BEGIN Dataset entries

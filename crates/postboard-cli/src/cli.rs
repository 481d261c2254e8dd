use std::net::SocketAddr;
use std::path::PathBuf;

use clap::{Args, Parser, Subcommand};

#[derive(Parser)]
#[command(name = "postboard", about = "Postboard: a public, append-only post board", version)]
pub struct Cli {
    #[command(subcommand)]
    pub command: Command,

    #[arg(short, long, global = true)]
    pub verbose: bool,

    #[arg(long, global = true, default_value = "text")]
    pub format: OutputFormat,
}

#[derive(Clone, Debug, clap::ValueEnum)]
pub enum OutputFormat {
    Text,
    Json,
}

#[derive(Subcommand)]
pub enum Command {
    /// Start the HTTP server
    Serve(ServeArgs),
    /// Print the normalized hashtags found in text
    Tags(TagsArgs),
    /// Print the effective configuration
    Config(ConfigArgs),
}

/// Settings shared by commands that read a configuration file.
#[derive(Args, Debug, Default)]
pub struct ConfigSource {
    /// TOML configuration file
    #[arg(short, long)]
    pub config: Option<PathBuf>,
    /// Address to listen on (overrides the file)
    #[arg(long)]
    pub bind: Option<SocketAddr>,
    /// Store blobs under this directory instead of in memory
    #[arg(long)]
    pub blob_dir: Option<PathBuf>,
    /// Base URL used in blob links (overrides the file)
    #[arg(long)]
    pub public_url: Option<String>,
}

#[derive(Args)]
pub struct ServeArgs {
    #[command(flatten)]
    pub source: ConfigSource,
}

#[derive(Args)]
pub struct TagsArgs {
    /// Text to scan; multiple arguments are joined with spaces
    #[arg(required = true)]
    pub text: Vec<String>,
}

#[derive(Args)]
pub struct ConfigArgs {
    #[command(flatten)]
    pub source: ConfigSource,
}
//! HTTP server for Postboard.
//!
//! Exposes the post service as a small JSON API:
//!
//! | Route | Operation |
//! |---|---|
//! | `GET /v1/health` | liveness |
//! | `POST /v1/posts` | create a post |
//! | `GET /v1/posts` | all posts, newest first |
//! | `GET /v1/posts/:id` | one post |
//! | `GET /v1/hashtags/:tag/posts` | posts carrying a tag |
//! | `GET /v1/blobs/:blob_id` | stored media bytes |
//! | `GET /v1/stats` | board counters |

pub mod config;
pub mod error;
pub mod handler;
pub mod router;
pub mod server;
pub mod wire;

pub use config::{PostboardConfig, ServerConfig};
pub use error::{ServerError, ServerResult};
pub use server::PostboardServer;

#[cfg(test)]
mod tests {
    use super::*;
    use std::sync::Arc;

    use axum::body::Body;
    use axum::http::{Request, StatusCode};
    use axum::Router;
    use postboard_service::{PostService, ServiceConfig};
    use serde_json::{json, Value};
    use tower::util::ServiceExt;

    fn app() -> Router {
        router::build_router(Arc::new(PostService::in_memory()))
    }

    async fn send(app: &Router, request: Request<Body>) -> (StatusCode, Vec<u8>) {
        let response = app.clone().oneshot(request).await.unwrap();
        let status = response.status();
        let body = axum::body::to_bytes(response.into_body(), usize::MAX)
            .await
            .unwrap();
        (status, body.to_vec())
    }

    async fn get_json(app: &Router, uri: &str) -> (StatusCode, Value) {
        let request = Request::builder().uri(uri).body(Body::empty()).unwrap();
        let (status, body) = send(app, request).await;
        (status, serde_json::from_slice(&body).unwrap())
    }

    async fn post_json(app: &Router, body: Value) -> (StatusCode, Value) {
        let request = Request::builder()
            .method("POST")
            .uri("/v1/posts")
            .header("content-type", "application/json")
            .body(Body::from(body.to_string()))
            .unwrap();
        let (status, body) = send(app, request).await;
        (status, serde_json::from_slice(&body).unwrap())
    }

    #[tokio::test]
    async fn health_endpoint() {
        let (status, body) = get_json(&app(), "/v1/health").await;
        assert_eq!(status, StatusCode::OK);
        assert_eq!(body["status"], "ok");
    }

    #[tokio::test]
    async fn create_then_read_back() {
        let app = app();
        let (status, created) = post_json(&app, json!({ "content": "hello #World" })).await;
        assert_eq!(status, StatusCode::CREATED);
        let id = created["id"].as_u64().unwrap();
        assert_eq!(id, 1);

        let (status, post) = get_json(&app, &format!("/v1/posts/{id}")).await;
        assert_eq!(status, StatusCode::OK);
        assert_eq!(post["content"], "hello #World");
        assert_eq!(post["hashtags"], json!(["world"]));
        assert!(post.get("media").is_none());

        let (_, all) = get_json(&app, "/v1/posts").await;
        assert_eq!(all.as_array().unwrap().len(), 1);
    }

    #[tokio::test]
    async fn list_is_newest_first() {
        let app = app();
        for content in ["one", "two", "three"] {
            post_json(&app, json!({ "content": content })).await;
        }
        let (_, all) = get_json(&app, "/v1/posts").await;
        let ids: Vec<u64> = all
            .as_array()
            .unwrap()
            .iter()
            .map(|p| p["id"].as_u64().unwrap())
            .collect();
        assert_eq!(ids, vec![3, 2, 1]);
    }

    #[tokio::test]
    async fn hashtag_route_normalizes_tag() {
        let app = app();
        post_json(&app, json!({ "content": "live set", "hashtags": "#Music" })).await;
        post_json(&app, json!({ "content": "other" })).await;

        for tag in ["music", "MUSIC", "%23Music"] {
            let (status, posts) = get_json(&app, &format!("/v1/hashtags/{tag}/posts")).await;
            assert_eq!(status, StatusCode::OK);
            let posts = posts.as_array().unwrap();
            assert_eq!(posts.len(), 1, "tag {tag}");
            assert_eq!(posts[0]["hashtags"], json!(["music"]));
        }
        let (_, none) = get_json(&app, "/v1/hashtags/jazz/posts").await;
        assert!(none.as_array().unwrap().is_empty());
    }

    #[tokio::test]
    async fn validation_errors_map_to_status_codes() {
        let app = app();
        let (status, body) = post_json(&app, json!({ "content": "   " })).await;
        assert_eq!(status, StatusCode::BAD_REQUEST);
        assert_eq!(body["error"], "empty_post");

        let (status, body) = post_json(&app, json!({ "content": "x".repeat(5001) })).await;
        assert_eq!(status, StatusCode::BAD_REQUEST);
        assert_eq!(body["error"], "content_too_long");

        let (status, body) = post_json(
            &app,
            json!({ "content": "big", "media": {
                "content_type": "video/mp4",
                "url": "https://cdn.example/big.mp4",
                "size": 50 * 1024 * 1024 + 1
            }}),
        )
        .await;
        assert_eq!(status, StatusCode::PAYLOAD_TOO_LARGE);
        assert_eq!(body["error"], "media_too_large");

        let (status, body) = post_json(
            &app,
            json!({ "content": "song", "media": { "content_type": "audio/mpeg", "data_hex": "0102" }}),
        )
        .await;
        assert_eq!(status, StatusCode::UNSUPPORTED_MEDIA_TYPE);
        assert_eq!(body["error"], "unsupported_media_type");

        let (_, all) = get_json(&app, "/v1/posts").await;
        assert!(all.as_array().unwrap().is_empty());
    }

    #[tokio::test]
    async fn storage_failure_is_507() {
        let config = ServiceConfig {
            ledger: postboard_service::config::LedgerConfig { max_posts: Some(0) },
            ..Default::default()
        };
        let service = PostService::from_config(&config).unwrap();
        let app = router::build_router(Arc::new(service));
        let (status, body) = post_json(&app, json!({ "content": "no room" })).await;
        assert_eq!(status, StatusCode::INSUFFICIENT_STORAGE);
        assert_eq!(body["error"], "storage_failure");
    }

    #[tokio::test]
    async fn unknown_post_is_404() {
        let (status, body) = get_json(&app(), "/v1/posts/42").await;
        assert_eq!(status, StatusCode::NOT_FOUND);
        assert_eq!(body["error"], "not_found");
    }

    #[tokio::test]
    async fn uploaded_media_is_downloadable() {
        let app = app();
        let (status, created) = post_json(
            &app,
            json!({ "content": "pic", "media": { "content_type": "image/png", "data_hex": "89504e47" }}),
        )
        .await;
        assert_eq!(status, StatusCode::CREATED);

        let (_, post) = get_json(&app, &format!("/v1/posts/{}", created["id"])).await;
        assert_eq!(post["media"]["kind"], "image");
        assert_eq!(post["media"]["size"], 4);
        let url = post["media"]["url"].as_str().unwrap();
        let path = &url[url.find("/v1/blobs/").unwrap()..];

        let request = Request::builder().uri(path).body(Body::empty()).unwrap();
        let response = app.clone().oneshot(request).await.unwrap();
        assert_eq!(response.status(), StatusCode::OK);
        assert_eq!(response.headers()["content-type"], "image/png");
        let bytes = axum::body::to_bytes(response.into_body(), usize::MAX)
            .await
            .unwrap();
        assert_eq!(&bytes[..], &[0x89, 0x50, 0x4e, 0x47]);
    }

    #[tokio::test]
    async fn multi_megabyte_inline_upload_is_accepted() {
        let app = app();
        let media = vec![0x5au8; 3 * 1024 * 1024];
        let (status, created) = post_json(
            &app,
            json!({ "content": "wallpaper", "media": {
                "content_type": "image/png",
                "data_hex": hex::encode(&media)
            }}),
        )
        .await;
        assert_eq!(status, StatusCode::CREATED);

        let (_, post) = get_json(&app, &format!("/v1/posts/{}", created["id"])).await;
        assert_eq!(post["media"]["size"], 3 * 1024 * 1024);
        let (_, stats) = get_json(&app, "/v1/stats").await;
        assert_eq!(stats["blob_bytes"], 3 * 1024 * 1024);
    }

    #[tokio::test]
    async fn oversized_request_body_gets_json_413() {
        let config = ServiceConfig {
            validation: postboard_service::config::ValidationConfig {
                max_content_chars: 10,
                max_media_bytes: 16,
            },
            ..Default::default()
        };
        let service = PostService::from_config(&config).unwrap();
        let app = router::build_router(Arc::new(service));
        let limit = router::request_body_limit(&config.validation);

        let (status, body) = post_json(
            &app,
            json!({ "content": "pic", "media": {
                "content_type": "image/png",
                "data_hex": hex::encode(vec![1u8; limit])
            }}),
        )
        .await;
        assert_eq!(status, StatusCode::PAYLOAD_TOO_LARGE);
        assert_eq!(body["error"], "media_too_large");

        let (status, body) = post_json(
            &app,
            json!({ "content": "pic", "media": {
                "content_type": "image/png",
                "data_hex": hex::encode([1u8; 17])
            }}),
        )
        .await;
        assert_eq!(status, StatusCode::PAYLOAD_TOO_LARGE);
        assert_eq!(body["error"], "media_too_large");

        let (_, all) = get_json(&app, "/v1/posts").await;
        assert!(all.as_array().unwrap().is_empty());
    }

    #[tokio::test]
    async fn malformed_json_gets_error_body() {
        let request = Request::builder()
            .method("POST")
            .uri("/v1/posts")
            .header("content-type", "application/json")
            .body(Body::from("{not json"))
            .unwrap();
        let (status, body) = send(&app(), request).await;
        assert!(status.is_client_error());
        let body: Value = serde_json::from_slice(&body).unwrap();
        assert_eq!(body["error"], "bad_request");
    }

    #[tokio::test]
    async fn external_media_url_passes_through() {
        let app = app();
        let (_, created) = post_json(
            &app,
            json!({ "content": "clip", "media": {
                "content_type": "video/mp4",
                "url": "https://cdn.example/clip.mp4"
            }}),
        )
        .await;
        let (_, post) = get_json(&app, &format!("/v1/posts/{}", created["id"])).await;
        assert_eq!(post["media"]["url"], "https://cdn.example/clip.mp4");
    }

    #[tokio::test]
    async fn unknown_or_malformed_blob_ids() {
        let app = app();
        let missing = "ab".repeat(32);
        let (status, body) = get_json(&app, &format!("/v1/blobs/{missing}")).await;
        assert_eq!(status, StatusCode::NOT_FOUND);
        assert_eq!(body["error"], "blob_not_found");

        let (status, _) = get_json(&app, "/v1/blobs/not-hex").await;
        assert_eq!(status, StatusCode::BAD_REQUEST);
    }

    #[tokio::test]
    async fn stats_endpoint() {
        let app = app();
        post_json(&app, json!({ "content": "#a #b" })).await;
        let (status, stats) = get_json(&app, "/v1/stats").await;
        assert_eq!(status, StatusCode::OK);
        assert_eq!(stats, json!({ "posts": 1, "tags": 2, "blob_bytes": 0 }));
    }
}
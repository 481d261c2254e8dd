use serde::{Deserialize, Serialize};

/// Limits enforced by the built-in validation rules.
#[derive(Clone, Debug, PartialEq, Eq, Serialize, Deserialize)]
#[serde(default)]
pub struct ValidationConfig {
    /// Maximum trimmed content length, in Unicode scalar values.
    pub max_content_chars: usize,
    /// Maximum declared media size, in bytes.
    pub max_media_bytes: u64,
}

impl ValidationConfig {
    pub const DEFAULT_MAX_CONTENT_CHARS: usize = 5000;
    pub const DEFAULT_MAX_MEDIA_BYTES: u64 = 50 * 1024 * 1024;
}

impl Default for ValidationConfig {
    fn default() -> Self {
        Self {
            max_content_chars: Self::DEFAULT_MAX_CONTENT_CHARS,
            max_media_bytes: Self::DEFAULT_MAX_MEDIA_BYTES,
        }
    }
}
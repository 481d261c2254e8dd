use thiserror::Error;

/// Errors produced by type operations.
#[derive(Debug, Error, PartialEq, Eq)]
pub enum TypeError {
    #[error("invalid hex string: {0}")]
    InvalidHex(String),

    #[error("invalid byte length: expected {expected}, got {actual}")]
    InvalidLength { expected: usize, actual: usize },

    #[error("invalid post id: {0}")]
    InvalidPostId(String),
}
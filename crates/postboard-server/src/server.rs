use std::sync::Arc;

use postboard_service::PostService;
use tokio::net::TcpListener;

use crate::config::PostboardConfig;
use crate::error::{ServerError, ServerResult};
use crate::router::build_router;

/// Postboard HTTP server.
pub struct PostboardServer {
    config: PostboardConfig,
    service: Arc<PostService>,
}

impl PostboardServer {
    /// Build the service described by `config`.
    pub fn new(config: PostboardConfig) -> ServerResult<Self> {
        let service = PostService::from_config(&config.service_config())?;
        Ok(Self::with_service(config, Arc::new(service)))
    }

    pub fn with_service(config: PostboardConfig, service: Arc<PostService>) -> Self {
        Self { config, service }
    }

    pub fn config(&self) -> &PostboardConfig {
        &self.config
    }

    pub fn service(&self) -> &Arc<PostService> {
        &self.service
    }

    /// Build the router (useful for testing).
    pub fn router(&self) -> axum::Router {
        build_router(Arc::clone(&self.service))
    }

    /// Start serving requests.
    pub async fn serve(self) -> ServerResult<()> {
        let app = self.router();
        let listener = TcpListener::bind(self.config.server.bind_addr).await?;
        tracing::info!(
            addr = %self.config.server.bind_addr,
            public = %self.config.server.public_base_url,
            "postboard listening"
        );
        axum::serve(listener, app)
            .await
            .map_err(|e| ServerError::Internal(e.to_string()))
    }
}
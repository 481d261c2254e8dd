//! Media blob storage for Postboard.
//!
//! This crate owns the lifecycle of post attachments. Raw uploads are
//! streamed in chunks into a content-addressed [`BlobStore`], reporting
//! progress to registered [`ProgressObserver`]s; remote URLs are admitted as
//! pass-through references without copying bytes. Either way the caller gets
//! a [`BlobHandle`] with stable `resolve_url` / `resolve_bytes` accessors.
//!
//! # Storage Backends
//!
//! All backends implement the [`BlobStore`] trait:
//!
//! - [`InMemoryBlobStore`]: `HashMap`-based store for tests and embedding
//! - [`FsBlobStore`]: one file per blob under a root directory
//!
//! # Design Rules
//!
//! 1. Blobs are immutable once committed (content-addressing guarantees this).
//! 2. Stage-then-commit: chunks go to a staged writer; only a successful
//!    commit makes the blob visible. A dropped writer leaves nothing behind.
//! 3. Concurrent reads are always safe.
//! 4. Admission never takes a lock shared with the post ledger.
//! 5. Progress delivery is advisory: observers cannot stall or abort an upload.

pub mod config;
pub mod error;
pub mod fs;
pub mod handle;
pub mod manager;
pub mod memory;
pub mod progress;
pub mod traits;

pub use config::BlobConfig;
pub use error::{StoreError, StoreResult};
pub use fs::FsBlobStore;
pub use handle::BlobHandle;
pub use manager::{BlobManager, MediaInput};
pub use memory::InMemoryBlobStore;
pub use progress::{ChannelObserver, ProgressEvent, ProgressObserver};
pub use traits::{BlobStore, BlobWriter};
//! Foundation types for Postboard.
//!
//! This crate provides the identity, temporal, and structural types shared by
//! every other Postboard crate, plus the hashtag normalizer that defines what
//! a canonical tag looks like.
//!
//! # Key Types
//!
//! - [`PostId`]: Monotonic ledger-assigned post identifier
//! - [`BlobId`]: Content-addressed blob identifier (domain-separated BLAKE3)
//! - [`Timestamp`]: Server-observed creation time in nanoseconds
//! - [`Clock`]: Time source injected into the service
//! - [`Post`]: Immutable ledger record
//! - [`MediaRef`]: Non-owning reference from a post to its blob
//!
//! # Hashtags
//!
//! [`hashtag::normalize`] and [`hashtag::extract_and_dedupe`] are the single
//! source of truth for tag canonicalization. Both the free-text scan and any
//! explicit tag field funnel through them.

pub mod error;
pub mod hashtag;
pub mod id;
pub mod media;
pub mod post;
pub mod temporal;

pub use error::TypeError;
pub use id::{BlobId, PostId};
pub use media::{BlobLocator, MediaDescriptor, MediaKind, MediaRef};
pub use post::{sort_newest_first, Post};
pub use temporal::{Clock, ManualClock, SystemClock, Timestamp};
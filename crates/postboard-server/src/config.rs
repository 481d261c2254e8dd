use std::net::{IpAddr, Ipv4Addr, SocketAddr};
use std::path::Path;

use postboard_service::config::{BlobConfig, LedgerConfig, ValidationConfig};
use postboard_service::ServiceConfig;
use serde::{Deserialize, Serialize};

use crate::error::{ServerError, ServerResult};

/// Default listen port.
pub const DEFAULT_PORT: u16 = 8787;

#[derive(Clone, Debug, PartialEq, Eq, Serialize, Deserialize)]
#[serde(default)]
pub struct ServerConfig {
    pub bind_addr: SocketAddr,
    /// Externally visible base URL; stored blob URLs are built from it.
    pub public_base_url: String,
}

impl Default for ServerConfig {
    fn default() -> Self {
        Self {
            bind_addr: SocketAddr::new(IpAddr::V4(Ipv4Addr::LOCALHOST), DEFAULT_PORT),
            public_base_url: format!("http://127.0.0.1:{DEFAULT_PORT}"),
        }
    }
}

/// Full configuration file: `[server]` plus the service sections
/// (`[validation]`, `[blobs]`, `[ledger]`). Every field is optional.
#[derive(Clone, Debug, Default, PartialEq, Eq, Serialize, Deserialize)]
#[serde(default)]
pub struct PostboardConfig {
    pub server: ServerConfig,
    pub validation: ValidationConfig,
    pub blobs: BlobConfig,
    pub ledger: LedgerConfig,
}

impl PostboardConfig {
    pub fn from_toml(text: &str) -> ServerResult<Self> {
        toml::from_str(text).map_err(|e| ServerError::Config(e.to_string()))
    }

    pub fn load(path: &Path) -> ServerResult<Self> {
        let text = std::fs::read_to_string(path)
            .map_err(|e| ServerError::Config(format!("{}: {e}", path.display())))?;
        Self::from_toml(&text)
    }

    /// Service configuration with blob URLs rooted at the server's public
    /// base URL. `[server] public_base_url` is the only place that URL is
    /// configured.
    pub fn service_config(&self) -> ServiceConfig {
        let mut blobs = self.blobs.clone();
        blobs.public_base_url = self.server.public_base_url.clone();
        ServiceConfig {
            validation: self.validation.clone(),
            blobs,
            ledger: self.ledger.clone(),
        }
    }
}

#[cfg(test)]
mod tests {
    use super::*;

    #[test]
    fn defaults() {
        let c = PostboardConfig::default();
        assert_eq!(c.server.bind_addr, "127.0.0.1:8787".parse::<SocketAddr>().unwrap());
        assert_eq!(c.validation.max_content_chars, 5000);
        assert!(c.blobs.dir.is_none());
        assert!(c.ledger.max_posts.is_none());
    }

    #[test]
    fn parses_all_sections() {
        let c = PostboardConfig::from_toml(
            r#"
            [server]
            bind_addr = "0.0.0.0:9000"
            public_base_url = "https://board.example"

            [validation]
            max_media_bytes = 1024

            [blobs]
            dir = "/var/lib/postboard/blobs"
            quota_bytes = 1048576

            [ledger]
            max_posts = 100
            "#,
        )
        .unwrap();
        assert_eq!(c.server.bind_addr.port(), 9000);
        assert_eq!(c.validation.max_media_bytes, 1024);
        assert_eq!(c.blobs.quota_bytes, Some(1_048_576));
        assert_eq!(c.ledger.max_posts, Some(100));
        assert_eq!(
            c.service_config().blobs.public_base_url,
            "https://board.example"
        );
    }

    #[test]
    fn blob_urls_follow_server_section() {
        let c = PostboardConfig::from_toml(
            r#"
            [server]
            public_base_url = "https://board.example"

            [blobs]
            public_base_url = "https://ignored.example"
            "#,
        )
        .unwrap();
        assert_eq!(
            c.service_config().blobs.public_base_url,
            "https://board.example"
        );
        let rendered = toml::to_string(&c).unwrap();
        assert_eq!(rendered.matches("public_base_url").count(), 1);
    }

    #[test]
    fn rejects_malformed_file() {
        let err = PostboardConfig::from_toml("[server]\nbind_addr = 12").unwrap_err();
        assert!(matches!(err, ServerError::Config(_)));
    }

    #[test]
    fn load_reads_file() {
        let dir = tempfile::tempdir().unwrap();
        let path = dir.path().join("postboard.toml");
        std::fs::write(&path, "[ledger]\nmax_posts = 3\n").unwrap();
        let c = PostboardConfig::load(&path).unwrap();
        assert_eq!(c.ledger.max_posts, Some(3));
        assert!(PostboardConfig::load(&dir.path().join("missing.toml")).is_err());
    }
}
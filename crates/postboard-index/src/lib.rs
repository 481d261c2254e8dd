//! Hashtag inverted index for Postboard.
//!
//! Maps each normalized tag to the ids of the posts carrying it, in creation
//! order, so filtered reads never scan the whole ledger. The index holds ids
//! only; post data always comes from the ledger.
//!
//! The index is derived state: [`HashtagIndex::rebuild`] recomputes it from
//! a ledger, and an incrementally maintained index must always equal the
//! rebuilt one.

pub mod index;

pub use index::HashtagIndex;
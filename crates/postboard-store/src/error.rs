use postboard_types::BlobId;

/// Errors from blob storage operations.
#[derive(Debug, thiserror::Error)]
pub enum StoreError {
    /// The requested blob was not found.
    #[error("blob not found: {0}")]
    NotFound(BlobId),

    /// Committing the write would exceed the configured storage quota.
    #[error("storage quota exceeded: {requested} bytes requested, {available} available")]
    QuotaExceeded { requested: u64, available: u64 },

    /// Content hash mismatch on read (data corruption).
    #[error("hash mismatch for {id}: stored bytes hash to {computed}")]
    HashMismatch { id: BlobId, computed: BlobId },

    /// The blob is hosted externally; its bytes are not held by this store.
    #[error("blob bytes are hosted externally at {0}")]
    External(String),

    /// I/O error from the underlying storage backend.
    #[error("I/O error: {0}")]
    Io(#[from] std::io::Error),

    /// An internal lock was poisoned by a panicking writer.
    #[error("blob store lock poisoned")]
    Poisoned,
}

/// Result alias for store operations.
pub type StoreResult<T> = Result<T, StoreError>;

END Dataset entries

Task statement -> Collect every line from the records above that contains the word "overrides".

Result of this exercise ->
    /// Address to listen on (overrides the file)
    /// Base URL used in blob links (overrides the file)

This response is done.